Abstract

Memristor-based accelerator (MBA) has demonstrated its capability in accelerating matrix-vector multiplication (MVM) with high performance and energy efficiency. However, it is hard to determine whether and how well an application can benefit from MBAs in a heterogeneous computing architecture. In this article, we propose a simulation framework called MHSim to evaluate the energy efficiency and performance of applications running with both MBAs and CPUs. MHSim provides flexible system-level interfaces and circuit-level simulation models for designers to configure heterogeneous computing architectures. We design a general-purpose MBA which enables floating-point computation models for general matrix-matrix multiplication (GEMM). Our simulation framework can quantify the performance and energy efficiency of different MBA architectures for various applications.

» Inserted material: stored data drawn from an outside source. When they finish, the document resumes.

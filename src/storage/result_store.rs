use std::collections::BTreeSet;
use std::path::{Path, PathBuf};
use std::sync::Arc;

use anyhow::Context;
use rocksdb::{IteratorMode, Options, WriteBatch, DB};
use serde_json::Value as Json;
use tracing::debug;

use crate::checksum::Checksum;
use crate::error::Result;

/// RocksDB column families of the persisted transformation-result cache
///
/// All keys are lowercase hex checksums (sem2syn keys add celltype and
/// subcelltype). Values:
/// - "transformations": result checksum hex
/// - "sem2syn": JSON list of syntactic checksum hex strings
/// - "metadata": execution metadata as JSON text
/// - "exceptions": exception text
/// - "logs": captured logs
const CF_TRANSFORMATIONS: &str = "transformations";
const CF_SEM2SYN: &str = "sem2syn";
const CF_METADATA: &str = "metadata";
const CF_EXCEPTIONS: &str = "exceptions";
const CF_LOGS: &str = "logs";

/// Local, persistent implementation of the database operations
pub struct ResultStore {
    path: PathBuf,
    db: Arc<DB>,
}

impl ResultStore {
    pub fn open<P: AsRef<Path>>(path: P) -> Result<Self> {
        let path = path.as_ref().to_path_buf();
        std::fs::create_dir_all(&path).context("Failed to create result store directory")?;

        let mut opts = Options::default();
        opts.create_if_missing(true);
        opts.create_missing_column_families(true);
        opts.set_compression_type(rocksdb::DBCompressionType::Snappy);
        opts.increase_parallelism(num_cpus::get() as i32);
        opts.set_max_background_jobs(4);
        opts.set_statistics_level(rocksdb::statistics::StatsLevel::DisableAll);

        let db = DB::open_cf(
            &opts,
            &path,
            vec![CF_TRANSFORMATIONS, CF_SEM2SYN, CF_METADATA, CF_EXCEPTIONS, CF_LOGS],
        )
        .context("Failed to open result store")?;

        debug!(path = %path.display(), "Opened result store");
        Ok(Self {
            path,
            db: Arc::new(db),
        })
    }

    pub fn path(&self) -> &Path {
        &self.path
    }

    fn cf(&self, name: &str) -> Result<&rocksdb::ColumnFamily> {
        Ok(self
            .db
            .cf_handle(name)
            .with_context(|| format!("Missing column family {name}"))?)
    }

    fn get_text(&self, cf: &str, key: &str) -> Result<Option<String>> {
        let value = self
            .db
            .get_cf(self.cf(cf)?, key.as_bytes())
            .context("Failed to read result store")?;
        Ok(value.map(|v| String::from_utf8_lossy(&v).into_owned()))
    }

    fn put_text(&self, cf: &str, key: &str, value: &str) -> Result<()> {
        self.db
            .put_cf(self.cf(cf)?, key.as_bytes(), value.as_bytes())
            .context("Failed to write result store")?;
        Ok(())
    }

    fn delete_key(&self, cf: &str, key: &str) -> Result<()> {
        self.db
            .delete_cf(self.cf(cf)?, key.as_bytes())
            .context("Failed to delete from result store")?;
        Ok(())
    }

    pub fn get_transformation_result(&self, tf_checksum: &Checksum) -> Result<Option<Checksum>> {
        self.get_text(CF_TRANSFORMATIONS, &tf_checksum.to_hex())?
            .map(|hex| Checksum::from_hex(hex.trim()))
            .transpose()
    }

    pub fn set_transformation_result(&self, tf_checksum: &Checksum, result: &Checksum) -> Result<()> {
        self.put_text(CF_TRANSFORMATIONS, &tf_checksum.to_hex(), &result.to_hex())
    }

    /// Transformations known to produce `result`
    pub fn get_rev_transformations(&self, result: &Checksum) -> Result<Vec<Checksum>> {
        let cf = self.cf(CF_TRANSFORMATIONS)?;
        let wanted = result.to_hex();
        let mut found = Vec::new();
        for item in self.db.iterator_cf(cf, IteratorMode::Start) {
            let (key, value) = item.context("Failed to iterate result store")?;
            if value.as_ref() == wanted.as_bytes() {
                if let Ok(tf) = Checksum::from_hex(&String::from_utf8_lossy(&key)) {
                    found.push(tf);
                }
            }
        }
        Ok(found)
    }

    /// Forget a result if it is the one being contested
    ///
    /// Returns the HTTP-like status and text of a database `contest` request.
    pub fn contest(&self, tf_checksum: &Checksum, result: &Checksum) -> Result<(u16, String)> {
        match self.get_transformation_result(tf_checksum)? {
            None => Ok((404, "Unknown transformation".to_string())),
            Some(stored) if stored != *result => {
                Ok((400, format!("Stored result is {stored}, not {result}")))
            }
            Some(_) => {
                let key = tf_checksum.to_hex();
                let mut batch = WriteBatch::default();
                batch.delete_cf(self.cf(CF_TRANSFORMATIONS)?, key.as_bytes());
                batch.delete_cf(self.cf(CF_METADATA)?, key.as_bytes());
                self.db.write(batch).context("Failed to contest result")?;
                Ok((200, "OK".to_string()))
            }
        }
    }

    fn sem2syn_key(semantic: &Checksum, celltype: &str, subcelltype: Option<&str>) -> String {
        format!("{}-{}-{}", semantic.to_hex(), celltype, subcelltype.unwrap_or(""))
    }

    pub fn get_sem2syn(
        &self,
        semantic: &Checksum,
        celltype: &str,
        subcelltype: Option<&str>,
    ) -> Result<Option<Vec<Checksum>>> {
        let key = Self::sem2syn_key(semantic, celltype, subcelltype);
        let Some(text) = self.get_text(CF_SEM2SYN, &key)? else {
            return Ok(None);
        };
        let hexes: Vec<String> = serde_json::from_str(&text)?;
        let checksums = hexes
            .iter()
            .map(|h| Checksum::from_hex(h))
            .collect::<Result<Vec<_>>>()?;
        Ok(Some(checksums))
    }

    /// Merge syntactic checksums into the stored list for a semantic key
    pub fn set_sem2syn(
        &self,
        semantic: &Checksum,
        celltype: &str,
        subcelltype: Option<&str>,
        syntactic: &[Checksum],
    ) -> Result<()> {
        let mut merged: BTreeSet<Checksum> = self
            .get_sem2syn(semantic, celltype, subcelltype)?
            .unwrap_or_default()
            .into_iter()
            .collect();
        merged.extend(syntactic.iter().copied());
        let hexes: Vec<String> = merged.iter().map(Checksum::to_hex).collect();
        let key = Self::sem2syn_key(semantic, celltype, subcelltype);
        self.put_text(CF_SEM2SYN, &key, &serde_json::to_string(&hexes)?)
    }

    pub fn get_metadata(&self, tf_checksum: &Checksum) -> Result<Option<Json>> {
        match self.get_text(CF_METADATA, &tf_checksum.to_hex())? {
            Some(text) => Ok(Some(serde_json::from_str(&text)?)),
            None => Ok(None),
        }
    }

    pub fn set_metadata(&self, tf_checksum: &Checksum, metadata: &Json) -> Result<()> {
        self.put_text(CF_METADATA, &tf_checksum.to_hex(), &metadata.to_string())
    }

    pub fn get_exception(&self, tf_checksum: &Checksum) -> Result<Option<String>> {
        self.get_text(CF_EXCEPTIONS, &tf_checksum.to_hex())
    }

    pub fn set_exception(&self, tf_checksum: &Checksum, exception: &str) -> Result<()> {
        self.put_text(CF_EXCEPTIONS, &tf_checksum.to_hex(), exception)
    }

    pub fn clear_exception(&self, tf_checksum: &Checksum) -> Result<()> {
        self.delete_key(CF_EXCEPTIONS, &tf_checksum.to_hex())
    }

    pub fn get_logs(&self, tf_checksum: &Checksum) -> Result<Option<String>> {
        self.get_text(CF_LOGS, &tf_checksum.to_hex())
    }

    pub fn set_logs(&self, tf_checksum: &Checksum, logs: &str) -> Result<()> {
        self.put_text(CF_LOGS, &tf_checksum.to_hex(), logs)
    }

    /// Number of stored transformation results
    pub fn count_results(&self) -> Result<usize> {
        let cf = self.cf(CF_TRANSFORMATIONS)?;
        let mut count = 0;
        for item in self.db.iterator_cf(cf, IteratorMode::Start) {
            item.context("Failed to iterate result store")?;
            count += 1;
        }
        Ok(count)
    }
}

impl Drop for ResultStore {
    fn drop(&mut self) {
        if let Err(e) = self.db.flush() {
            eprintln!("Warning: Failed to flush result store on shutdown: {}", e);
        }
        // Avoids pthread lock errors on Linux when the process exits right after
        self.db.cancel_all_background_work(true);
    }
}

#[cfg(test)]
mod tests {
    use super::*;
    use crate::checksum::calculate_checksum;
    use serde_json::json;
    use tempfile::TempDir;

    #[test]
    fn test_transformation_results() {
        let temp_dir = TempDir::new().unwrap();
        let store = ResultStore::open(temp_dir.path()).unwrap();

        let tf = calculate_checksum(b"tf");
        let result = calculate_checksum(b"5\n");
        assert_eq!(store.get_transformation_result(&tf).unwrap(), None);

        store.set_transformation_result(&tf, &result).unwrap();
        assert_eq!(store.get_transformation_result(&tf).unwrap(), Some(result));
        assert_eq!(store.get_rev_transformations(&result).unwrap(), vec![tf]);
        assert_eq!(store.count_results().unwrap(), 1);
    }

    #[test]
    fn test_contest() {
        let temp_dir = TempDir::new().unwrap();
        let store = ResultStore::open(temp_dir.path()).unwrap();
        let tf = calculate_checksum(b"tf");
        let result = calculate_checksum(b"5\n");
        let other = calculate_checksum(b"6\n");

        assert_eq!(store.contest(&tf, &result).unwrap().0, 404);
        store.set_transformation_result(&tf, &result).unwrap();
        assert_eq!(store.contest(&tf, &other).unwrap().0, 400);
        assert_eq!(store.contest(&tf, &result).unwrap().0, 200);
        assert_eq!(store.get_transformation_result(&tf).unwrap(), None);
    }

    #[test]
    fn test_sem2syn_merges() {
        let temp_dir = TempDir::new().unwrap();
        let store = ResultStore::open(temp_dir.path()).unwrap();
        let sem = calculate_checksum(b"sem");
        let syn1 = calculate_checksum(b"syn1");
        let syn2 = calculate_checksum(b"syn2");

        store.set_sem2syn(&sem, "python", Some("transformer"), &[syn1]).unwrap();
        store.set_sem2syn(&sem, "python", Some("transformer"), &[syn2, syn1]).unwrap();

        let mut stored = store
            .get_sem2syn(&sem, "python", Some("transformer"))
            .unwrap()
            .unwrap();
        stored.sort();
        let mut expected = vec![syn1, syn2];
        expected.sort();
        assert_eq!(stored, expected);
        assert_eq!(store.get_sem2syn(&sem, "python", None).unwrap(), None);
    }

    #[test]
    fn test_metadata_exceptions_logs() {
        let temp_dir = TempDir::new().unwrap();
        let store = ResultStore::open(temp_dir.path()).unwrap();
        let tf = calculate_checksum(b"tf");

        store.set_metadata(&tf, &json!({"Executor": "seamless-in-process"})).unwrap();
        assert_eq!(
            store.get_metadata(&tf).unwrap(),
            Some(json!({"Executor": "seamless-in-process"}))
        );

        store.set_exception(&tf, "ZeroDivisionError").unwrap();
        store.set_logs(&tf, "stdout line\n").unwrap();
        assert_eq!(store.get_exception(&tf).unwrap().as_deref(), Some("ZeroDivisionError"));
        assert_eq!(store.get_logs(&tf).unwrap().as_deref(), Some("stdout line\n"));

        store.clear_exception(&tf).unwrap();
        assert_eq!(store.get_exception(&tf).unwrap(), None);
    }

    #[test]
    fn test_persists_across_reopen() {
        let temp_dir = TempDir::new().unwrap();
        let tf = calculate_checksum(b"tf");
        let result = calculate_checksum(b"5\n");
        {
            let store = ResultStore::open(temp_dir.path()).unwrap();
            store.set_transformation_result(&tf, &result).unwrap();
        }
        let store = ResultStore::open(temp_dir.path()).unwrap();
        assert_eq!(store.get_transformation_result(&tf).unwrap(), Some(result));
    }
}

We validate our simulation framework with SPICE and evaluate the accuracy and performance of MBAs via several case studies. Experimental results demonstrate that the deviations of energy consumption and latency are only 0.47% and 0.49% on average compared with SPICE-based simulation.

Highlights

  • M ATRIX multiplications are fundamental operations in a wide range of applications such as convolutional neural networks (CNNs) [1] and graph processing [2], [3]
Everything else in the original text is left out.